Created on: January 04, 2009   Last Updated: January 08, 2009

The blues are no more doomed than the human experience or the need for antidepressant meds. It transcends time and place and is a part of all us from our unique perspectives. This artform is an expression of loss, disappointment, suffering, and triumph. American Blues, with roots in African folk music and spirituals, pulled together faith, community, and expression of suffering during the Slavery and sharecropper eras of African-Americans. One cannot truly appreciate the sense of desolation and despair expressed in the roots of this artform without driving through the Mississippi Delta on Highways 61, 1, and 84. It is easy to envision solitary figures with acoustic guitars and bottlenecks or Mississippi Saxophones (harmonicas for the uninformed) blowing off steam after a long hot day in the fields. Robert Johnson, Muddy Waters, and B.B. King are just a few who took hard times and turned them into triumph.

The driving rhythmic backbeat of the blues, the harmonic progressions, and lyrical phrasings have contributed elements to so many other forms or modern music: Country, Jazz, Rock, Soul and all of their subgenres. These infectious elements have shaped and continue to influence music on both sides of the Atlantic, as well as more exotic areas of the world. Just look at the more recent popularity of jam bands such as Phish, Blues Traveler, Allman Brothers, Derek Trucks Band, Grateful Dead, Widespread Panic, and North Mississippi Allstars, which have taken traditional elements near the close of the 20th century and into the 21st. Look at the continued appeal of artists such as Keb 'Mo, Alvin Youngblood Hart, Bobby Rush, etc. who continue to draw crowds.

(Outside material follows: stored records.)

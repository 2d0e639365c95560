//! jataka-log: a durable event log for long-running training jobs.
//!
//! Workers post small JSON records tagged with a `job_id` and a `time`. Every
//! record is appended to a newline-delimited JSON file before it becomes
//! visible in the in-memory per-job index, so the index can always be rebuilt
//! by replaying the file at startup.

pub mod codec;
pub mod durable;
pub mod error;
pub mod index;
pub mod metrics;
pub mod reader;
pub mod service;
pub mod store;
pub mod types;
pub mod writer;

pub use durable::DurableLog;
pub use error::Error;
pub use index::JobIndex;
pub use reader::ReadIndex;
pub use service::{AppState, build_router};
pub use store::{JobLog, Recovered, Store, recover};
pub use types::{EventRecord, JobInfo, StorePhase};
pub use writer::{RecordRequest, WriterHandle, spawn_writer};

Blues naysayers should also check out the frequent occurence of incidental music in a plethora of popular dramatic television programs and box office hits.

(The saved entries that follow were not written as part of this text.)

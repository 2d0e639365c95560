//! Integration tests for the jataka-log server binary lifecycle.
//!
//! These tests start the real `jataka-log` binary on an ephemeral port with a
//! tempdir-backed `JATAKA_DATA`, drive it over raw HTTP/1.1, deliver a
//! termination signal, and check the exit status and the rewritten log.
#![cfg(unix)]

use std::io::{Read, Write};
use std::net::{SocketAddr, TcpListener, TcpStream};
use std::path::Path;
use std::process::{Child, Command, ExitStatus, Stdio};
use std::time::{Duration, Instant};

use jataka_log::{EventRecord, Store};
use serde_json::json;

/// How long the binary may take to start serving or to exit after a signal.
const DEADLINE: Duration = Duration::from_secs(10);

/// Handle to a running server process. Kills the process if dropped while alive.
struct ServerProcess {
    child: Child,
    addr: SocketAddr,
}

impl Drop for ServerProcess {
    fn drop(&mut self) {
        let _ = self.child.kill();
        let _ = self.child.wait();
    }
}

impl ServerProcess {
    /// Deliver `signal` (e.g. `"-INT"`) to the process.
    fn signal(&self, signal: &str) {
        let status = Command::new("kill")
            .arg(signal)
            .arg(self.child.id().to_string())
            .status()
            .expect("failed to run kill");
        assert!(status.success(), "kill {signal} failed");
    }

    /// Wait for the process to exit, panicking if it outlives `DEADLINE`.
    fn wait_for_exit(&mut self) -> ExitStatus {
        let start = Instant::now();
        loop {
            if let Some(status) = self.child.try_wait().expect("try_wait should succeed") {
                return status;
            }
            assert!(
                start.elapsed() < DEADLINE,
                "server still running {DEADLINE:?} after signal"
            );
            std::thread::sleep(Duration::from_millis(50));
        }
    }
}

/// Reserve an ephemeral loopback port by binding and immediately releasing it.
fn free_addr() -> SocketAddr {
    let listener = TcpListener::bind("127.0.0.1:0").expect("bind should succeed");
    listener.local_addr().expect("should have local addr")
}

/// Start the binary against `data_path` and wait until `GET /health` answers.
fn start_server(data_path: &Path, shutdown_timeout_ms: u64) -> ServerProcess {
    let addr = free_addr();
    let child = Command::new(env!("CARGO_BIN_EXE_jataka-log"))
        .env("JATAKA_DATA", data_path.as_os_str())
        .env("JATAKA_LISTEN", addr.to_string())
        .env("JATAKA_SHUTDOWN_TIMEOUT_MS", shutdown_timeout_ms.to_string())
        .env_remove("JATAKA_METRICS_LISTEN")
        .env_remove("JATAKA_WRITER_CAPACITY")
        .stdout(Stdio::null())
        .stderr(Stdio::null())
        .spawn()
        .expect("failed to spawn jataka-log");
    let server = ServerProcess { child, addr };

    let start = Instant::now();
    loop {
        if let Ok((200, _)) = try_request(addr, "GET", "/health", "") {
            return server;
        }
        assert!(start.elapsed() < DEADLINE, "server did not start serving");
        std::thread::sleep(Duration::from_millis(50));
    }
}

/// Send one HTTP/1.1 request and return the status code and full response text.
fn try_request(
    addr: SocketAddr,
    method: &str,
    path: &str,
    body: &str,
) -> std::io::Result<(u16, String)> {
    let mut stream = TcpStream::connect(addr)?;
    stream.set_read_timeout(Some(DEADLINE))?;
    let request = format!(
        "{method} {path} HTTP/1.1\r\nHost: {addr}\r\nContent-Type: application/json\r\n\
         Content-Length: {}\r\nConnection: close\r\n\r\n{body}",
        body.len()
    );
    stream.write_all(request.as_bytes())?;

    let mut response = String::new();
    stream.read_to_string(&mut response)?;
    let status = response
        .split_whitespace()
        .nth(1)
        .and_then(|code| code.parse().ok())
        .unwrap_or(0);
    Ok((status, response))
}

fn post_log(addr: SocketAddr, body: &str) {
    let (status, response) = try_request(addr, "POST", "/log", body).expect("request failed");
    assert_eq!(status, 200, "unexpected response: {response}");
    assert!(response.contains("Data received!"), "got: {response}");
}

fn event(job_id: &str, time: &str) -> EventRecord {
    EventRecord::try_from(json!({"job_id": job_id, "time": time})).expect("valid event")
}

#[test]
fn sigint_flushes_and_exits_zero() {
    let dir = tempfile::tempdir().expect("failed to create tempdir");
    let data_path = dir.path().join("_data").join("all_data.jsonl");

    let mut server = start_server(&data_path, 5000);
    post_log(server.addr, r#"{"job_id":"J1","time":"t0"}"#);
    post_log(server.addr, r#"{"job_id":"J2","time":"t1"}"#);
    post_log(server.addr, r#"{"job_id":"J1","time":"t2"}"#);

    server.signal("-INT");
    let status = server.wait_for_exit();
    assert!(status.success(), "expected exit 0, got {status:?}");

    let reopened = Store::open(&data_path).expect("rewritten log should open");
    assert_eq!(reopened.job_ids(), vec!["J1", "J2"]);
    assert_eq!(
        reopened.records_for("J1"),
        vec![event("J1", "t0"), event("J1", "t2")]
    );
    assert_eq!(reopened.records_for("J2"), vec![event("J2", "t1")]);
}

#[test]
fn sigterm_flushes_and_exits_zero() {
    let dir = tempfile::tempdir().expect("failed to create tempdir");
    let data_path = dir.path().join("all_data.jsonl");

    let mut server = start_server(&data_path, 5000);
    post_log(server.addr, r#"{"job_id":"A","time":1,"loss":0.25}"#);

    server.signal("-TERM");
    let status = server.wait_for_exit();
    assert!(status.success(), "expected exit 0, got {status:?}");

    let reopened = Store::open(&data_path).expect("rewritten log should open");
    assert_eq!(reopened.record_count(), 1);
    assert_eq!(
        reopened.records_for("A")[0].field("loss"),
        Some(&json!(0.25))
    );
}

#[test]
fn stalled_connection_does_not_block_shutdown() {
    let dir = tempfile::tempdir().expect("failed to create tempdir");
    let data_path = dir.path().join("all_data.jsonl");

    let mut server = start_server(&data_path, 300);
    post_log(server.addr, r#"{"job_id":"J1","time":"t0"}"#);

    // A client that sends half a request head and then goes quiet.
    let mut stalled = TcpStream::connect(server.addr).expect("connect should succeed");
    stalled
        .write_all(b"POST /log HTTP/1.1\r\nHost: x\r\n")
        .expect("partial write should succeed");
    std::thread::sleep(Duration::from_millis(100));

    server.signal("-INT");
    let status = server.wait_for_exit();
    assert!(status.success(), "expected exit 0, got {status:?}");
    drop(stalled);

    let reopened = Store::open(&data_path).expect("rewritten log should open");
    assert_eq!(reopened.job_ids(), vec!["J1"]);
    assert_eq!(reopened.records_for("J1"), vec![event("J1", "t0")]);
}

#[test]
fn invalid_config_exits_nonzero() {
    let output = Command::new(env!("CARGO_BIN_EXE_jataka-log"))
        .env("JATAKA_WRITER_CAPACITY", "0")
        .output()
        .expect("failed to run jataka-log");

    assert!(!output.status.success(), "expected non-zero exit");
    let stderr = String::from_utf8_lossy(&output.stderr);
    assert!(
        stderr.contains("JATAKA_WRITER_CAPACITY"),
        "stderr should mention JATAKA_WRITER_CAPACITY, got: {stderr}"
    );
}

To truly envision the future of the blues, one must also look back at the dim and distant past. The music of Greek tragedies and ancient ballads contain the emotional expression or loss, despair, growth, and ascension. The requiums of the great composers, not to mention the dramatic expression in operas, are examples of artistic expression of the human condition. The blues are part of our collective unconscious. They will find a creative outlet in the future whether using the elements we now define as blues or new ones. Creative research teaches us that creative products tend to combine multiple existing elements and combine them in a new way. Whether the blues continue to draw from the mediums of its current palette or add new ones, this creative artform is here to stay!